About this exercise. Copy out the entries below precisely; nothing is to be omitted.

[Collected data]
//! Append-only JSON-lines store
//!
//! One record per line. Inserts append, queries scan the whole file,
//! clear truncates it.

use super::SoundStore;
use crate::error::{Result, SoundboyError};
use crate::model::{SoundMetadata, SoundQuery};
use std::fs::{self, File, OpenOptions};
use std::io::{BufRead, BufReader, Write};
use std::path::{Path, PathBuf};
use std::sync::Mutex;

/// Sound store backed by a JSON-lines file
#[derive(Debug)]
pub struct JsonStore {
    path: PathBuf,
    // Serializes writers so concurrent inserts never interleave lines
    write_lock: Mutex<()>,
}

impl JsonStore {
    /// Open (or create) a store file
    pub fn open(path: impl Into<PathBuf>) -> Result<Self> {
        let path = path.into();

        if let Some(parent) = path.parent().filter(|p| !p.as_os_str().is_empty()) {
            fs::create_dir_all(parent).map_err(|e| {
                SoundboyError::persistence(format!("cannot create {:?}: {}", parent, e))
            })?;
        }

        OpenOptions::new()
            .create(true)
            .append(true)
            .open(&path)
            .map_err(|e| SoundboyError::persistence(format!("cannot open {:?}: {}", path, e)))?;

        Ok(Self {
            path,
            write_lock: Mutex::new(()),
        })
    }

    pub fn path(&self) -> &Path {
        &self.path
    }

    fn read_all(&self) -> Result<Vec<SoundMetadata>> {
        let file = File::open(&self.path).map_err(|e| {
            SoundboyError::persistence(format!("cannot read {:?}: {}", self.path, e))
        })?;

        let mut records = Vec::new();
        for (index, line) in BufReader::new(file).lines().enumerate() {
            let line = line?;
            if line.trim().is_empty() {
                continue;
            }
            match serde_json::from_str::<SoundMetadata>(&line) {
                Ok(record) => records.push(record),
                Err(e) => {
                    log::warn!(
                        "Skipping malformed record at {:?}:{}: {}",
                        self.path,
                        index + 1,
                        e
                    );
                }
            }
        }
        Ok(records)
    }
}

impl SoundStore for JsonStore {
    fn insert(&self, record: &SoundMetadata) -> Result<()> {
        let mut line = serde_json::to_string(record)?;
        line.push('\n');

        let _guard = self
            .write_lock
            .lock()
            .map_err(|_| SoundboyError::persistence("store lock poisoned"))?;

        let mut file = OpenOptions::new()
            .append(true)
            .open(&self.path)
            .map_err(|e| SoundboyError::persistence(format!("cannot open {:?}: {}", self.path, e)))?;
        file.write_all(line.as_bytes())
            .map_err(|e| SoundboyError::persistence(format!("write failed: {}", e)))?;

        Ok(())
    }

    fn query(&self, filter: &SoundQuery) -> Result<Vec<SoundMetadata>> {
        // Hold the writer lock so an append in progress is never read half-written
        let _guard = self
            .write_lock
            .lock()
            .map_err(|_| SoundboyError::persistence("store lock poisoned"))?;

        Ok(self
            .read_all()?
            .into_iter()
            .filter(|r| filter.matches(r))
            .collect())
    }

    fn clear(&self) -> Result<usize> {
        let _guard = self
            .write_lock
            .lock()
            .map_err(|_| SoundboyError::persistence("store lock poisoned"))?;

        let removed = self.read_all()?.len();
        File::create(&self.path)
            .map_err(|e| SoundboyError::persistence(format!("cannot truncate {:?}: {}", self.path, e)))?;

        log::info!("Cleared {} records from {:?}", removed, self.path);
        Ok(removed)
    }
}

#[cfg(test)]
mod tests {
    use super::*;
    use tempfile::TempDir;

    #[test]
    fn test_records_survive_reopen() {
        let dir = TempDir::new().unwrap();
        let path = dir.path().join("db/sounds.jsonl");

        {
            let store = JsonStore::open(&path).unwrap();
            store
                .insert(&SoundMetadata::for_file(Path::new("/a.mp3"), 1))
                .unwrap();
            store
                .insert(&SoundMetadata::for_file(Path::new("/c/d.flac"), 2))
                .unwrap();
        }

        let store = JsonStore::open(&path).unwrap();
        let all = store.query(&SoundQuery::all()).unwrap();
        assert_eq!(all.len(), 2);
        assert_eq!(all[0].filename, "/a.mp3");

        let flacs = store.query(&SoundQuery::all().with("format", "flac")).unwrap();
        assert_eq!(flacs.len(), 1);
    }

    #[test]
    fn test_clear_truncates() {
        let dir = TempDir::new().unwrap();
        let store = JsonStore::open(dir.path().join("sounds.jsonl")).unwrap();
        store
            .insert(&SoundMetadata::for_file(Path::new("/a.mp3"), 1))
            .unwrap();

        assert_eq!(store.clear().unwrap(), 1);
        assert!(store.query(&SoundQuery::all()).unwrap().is_empty());
    }

    #[test]
    fn test_malformed_lines_are_skipped() {
        let dir = TempDir::new().unwrap();
        let path = dir.path().join("sounds.jsonl");
        let store = JsonStore::open(&path).unwrap();
        store
            .insert(&SoundMetadata::for_file(Path::new("/a.mp3"), 1))
            .unwrap();

        let mut file = OpenOptions::new().append(true).open(&path).unwrap();
        writeln!(file, "{{not json").unwrap();

        assert_eq!(store.query(&SoundQuery::all()).unwrap().len(), 1);
    }

    #[test]
    fn test_concurrent_inserts() {
        use std::sync::Arc;

        let dir = TempDir::new().unwrap();
        let store = Arc::new(JsonStore::open(dir.path().join("sounds.jsonl")).unwrap());

        let handles: Vec<_> = (0..8)
            .map(|i| {
                let store = Arc::clone(&store);
                std::thread::spawn(move || {
                    for j in 0..10 {
                        let path = format!("/t{}/s{}.wav", i, j);
                        store
                            .insert(&SoundMetadata::for_file(Path::new(&path), 1))
                            .unwrap();
                    }
                })
            })
            .collect();

        for handle in handles {
            handle.join().unwrap();
        }

        assert_eq!(store.query(&SoundQuery::all()).unwrap().len(), 80);
    }

    #[test]
    fn test_query_during_inserts_sees_whole_records() {
        use std::sync::atomic::{AtomicUsize, Ordering};
        use std::sync::Arc;

        let dir = TempDir::new().unwrap();
        let store = Arc::new(JsonStore::open(dir.path().join("sounds.jsonl")).unwrap());
        let written = Arc::new(AtomicUsize::new(0));

        let writer = {
            let store = Arc::clone(&store);
            let written = Arc::clone(&written);
            std::thread::spawn(move || {
                for i in 0..200 {
                    let path = format!("/loops/{:03}.wav", i);
                    store
                        .insert(&SoundMetadata::for_file(Path::new(&path), i))
                        .unwrap();
                    written.fetch_add(1, Ordering::SeqCst);
                }
            })
        };

        let mut last = 0;
        while written.load(Ordering::SeqCst) < 200 {
            let before = written.load(Ordering::SeqCst);
            let seen = store.query(&SoundQuery::all()).unwrap().len();
            let after = written.load(Ordering::SeqCst);

            assert!(seen >= before && seen <= after + 1);
            assert!(seen >= last);
            last = seen;
        }

        writer.join().unwrap();
        assert_eq!(store.query(&SoundQuery::all()).unwrap().len(), 200);
    }
}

Written answer.
//! Append-only JSON-lines store
//!
//! One record per line. Inserts append, queries scan the whole file,
//! clear truncates it.

use super::SoundStore;
use crate::error::{Result, SoundboyError};
use crate::model::{SoundMetadata, SoundQuery};
use std::fs::{self, File, OpenOptions};
use std::io::{BufRead, BufReader, Write};
use std::path::{Path, PathBuf};
use std::sync::Mutex;

/// Sound store backed by a JSON-lines file
#[derive(Debug)]
pub struct JsonStore {
    path: PathBuf,
    // Serializes writers so concurrent inserts never interleave lines
    write_lock: Mutex<()>,
}

impl JsonStore {
    /// Open (or create) a store file
    pub fn open(path: impl Into<PathBuf>) -> Result<Self> {
        let path = path.into();

        if let Some(parent) = path.parent().filter(|p| !p.as_os_str().is_empty()) {
            fs::create_dir_all(parent).map_err(|e| {
                SoundboyError::persistence(format!("cannot create {:?}: {}", parent, e))
            })?;
        }

        OpenOptions::new()
            .create(true)
            .append(true)
            .open(&path)
            .map_err(|e| SoundboyError::persistence(format!("cannot open {:?}: {}", path, e)))?;

        Ok(Self {
            path,
            write_lock: Mutex::new(()),
        })
    }

    pub fn path(&self) -> &Path {
        &self.path
    }

    fn read_all(&self) -> Result<Vec<SoundMetadata>> {
        let file = File::open(&self.path).map_err(|e| {
            SoundboyError::persistence(format!("cannot read {:?}: {}", self.path, e))
        })?;

        let mut records = Vec::new();
        for (index, line) in BufReader::new(file).lines().enumerate() {
            let line = line?;
            if line.trim().is_empty() {
                continue;
            }
            match serde_json::from_str::<SoundMetadata>(&line) {
                Ok(record) => records.push(record),
                Err(e) => {
                    log::warn!(
                        "Skipping malformed record at {:?}:{}: {}",
                        self.path,
                        index + 1,
                        e
                    );
                }
            }
        }
        Ok(records)
    }
}

impl SoundStore for JsonStore {
    fn insert(&self, record: &SoundMetadata) -> Result<()> {
        let mut line = serde_json::to_string(record)?;
        line.push('\n');

        let _guard = self
            .write_lock
            .lock()
            .map_err(|_| SoundboyError::persistence("store lock poisoned"))?;

        let mut file = OpenOptions::new()
            .append(true)
            .open(&self.path)
            .map_err(|e| SoundboyError::persistence(format!("cannot open {:?}: {}", self.path, e)))?;
        file.write_all(line.as_bytes())
            .map_err(|e| SoundboyError::persistence(format!("write failed: {}", e)))?;

        Ok(())
    }

    fn query(&self, filter: &SoundQuery) -> Result<Vec<SoundMetadata>> {
        // Hold the writer lock so an append in progress is never read half-written
        let _guard = self
            .write_lock
            .lock()
            .map_err(|_| SoundboyError::persistence("store lock poisoned"))?;

        Ok(self
            .read_all()?
            .into_iter()
            .filter(|r| filter.matches(r))
            .collect())
    }

    fn clear(&self) -> Result<usize> {
        let _guard = self
            .write_lock
            .lock()
            .map_err(|_| SoundboyError::persistence("store lock poisoned"))?;

        let removed = self.read_all()?.len();
        File::create(&self.path)
            .map_err(|e| SoundboyError::persistence(format!("cannot truncate {:?}: {}", self.path, e)))?;

        log::info!("Cleared {} records from {:?}", removed, self.path);
        Ok(removed)
    }
}

#[cfg(test)]
mod tests {
    use super::*;
    use tempfile::TempDir;

    #[test]
    fn test_records_survive_reopen() {
        let dir = TempDir::new().unwrap();
        let path = dir.path().join("db/sounds.jsonl");

        {
            let store = JsonStore::open(&path).unwrap();
            store
                .insert(&SoundMetadata::for_file(Path::new("/a.mp3"), 1))
                .unwrap();
            store
                .insert(&SoundMetadata::for_file(Path::new("/c/d.flac"), 2))
                .unwrap();
        }

        let store = JsonStore::open(&path).unwrap();
        let all = store.query(&SoundQuery::all()).unwrap();
        assert_eq!(all.len(), 2);
        assert_eq!(all[0].filename, "/a.mp3");

        let flacs = store.query(&SoundQuery::all().with("format", "flac")).unwrap();
        assert_eq!(flacs.len(), 1);
    }

    #[test]
    fn test_clear_truncates() {
        let dir = TempDir::new().unwrap();
        let store = JsonStore::open(dir.path().join("sounds.jsonl")).unwrap();
        store
            .insert(&SoundMetadata::for_file(Path::new("/a.mp3"), 1))
            .unwrap();

        assert_eq!(store.clear().unwrap(), 1);
        assert!(store.query(&SoundQuery::all()).unwrap().is_empty());
    }

    #[test]
    fn test_malformed_lines_are_skipped() {
        let dir = TempDir::new().unwrap();
        let path = dir.path().join("sounds.jsonl");
        let store = JsonStore::open(&path).unwrap();
        store
            .insert(&SoundMetadata::for_file(Path::new("/a.mp3"), 1))
            .unwrap();

        let mut file = OpenOptions::new().append(true).open(&path).unwrap();
        writeln!(file, "{{not json").unwrap();

        assert_eq!(store.query(&SoundQuery::all()).unwrap().len(), 1);
    }

    #[test]
    fn test_concurrent_inserts() {
        use std::sync::Arc;

        let dir = TempDir::new().unwrap();
        let store = Arc::new(JsonStore::open(dir.path().join("sounds.jsonl")).unwrap());

        let handles: Vec<_> = (0..8)
            .map(|i| {
                let store = Arc::clone(&store);
                std::thread::spawn(move || {
                    for j in 0..10 {
                        let path = format!("/t{}/s{}.wav", i, j);
                        store
                            .insert(&SoundMetadata::for_file(Path::new(&path), 1))
                            .unwrap();
                    }
                })
            })
            .collect();

        for handle in handles {
            handle.join().unwrap();
        }

        assert_eq!(store.query(&SoundQuery::all()).unwrap().len(), 80);
    }

    #[test]
    fn test_query_during_inserts_sees_whole_records() {
        use std::sync::atomic::{AtomicUsize, Ordering};
        use std::sync::Arc;

        let dir = TempDir::new().unwrap();
        let store = Arc::new(JsonStore::open(dir.path().join("sounds.jsonl")).unwrap());
        let written = Arc::new(AtomicUsize::new(0));

        let writer = {
            let store = Arc::clone(&store);
            let written = Arc::clone(&written);
            std::thread::spawn(move || {
                for i in 0..200 {
                    let path = format!("/loops/{:03}.wav", i);
                    store
                        .insert(&SoundMetadata::for_file(Path::new(&path), i))
                        .unwrap();
                    written.fetch_add(1, Ordering::SeqCst);
                }
            })
        };

        let mut last = 0;
        while written.load(Ordering::SeqCst) < 200 {
            let before = written.load(Ordering::SeqCst);
            let seen = store.query(&SoundQuery::all()).unwrap().len();
            let after = written.load(Ordering::SeqCst);

            assert!(seen >= before && seen <= after + 1);
            assert!(seen >= last);
            last = seen;
        }

        writer.join().unwrap();
        assert_eq!(store.query(&SoundQuery::all()).unwrap().len(), 200);
    }
}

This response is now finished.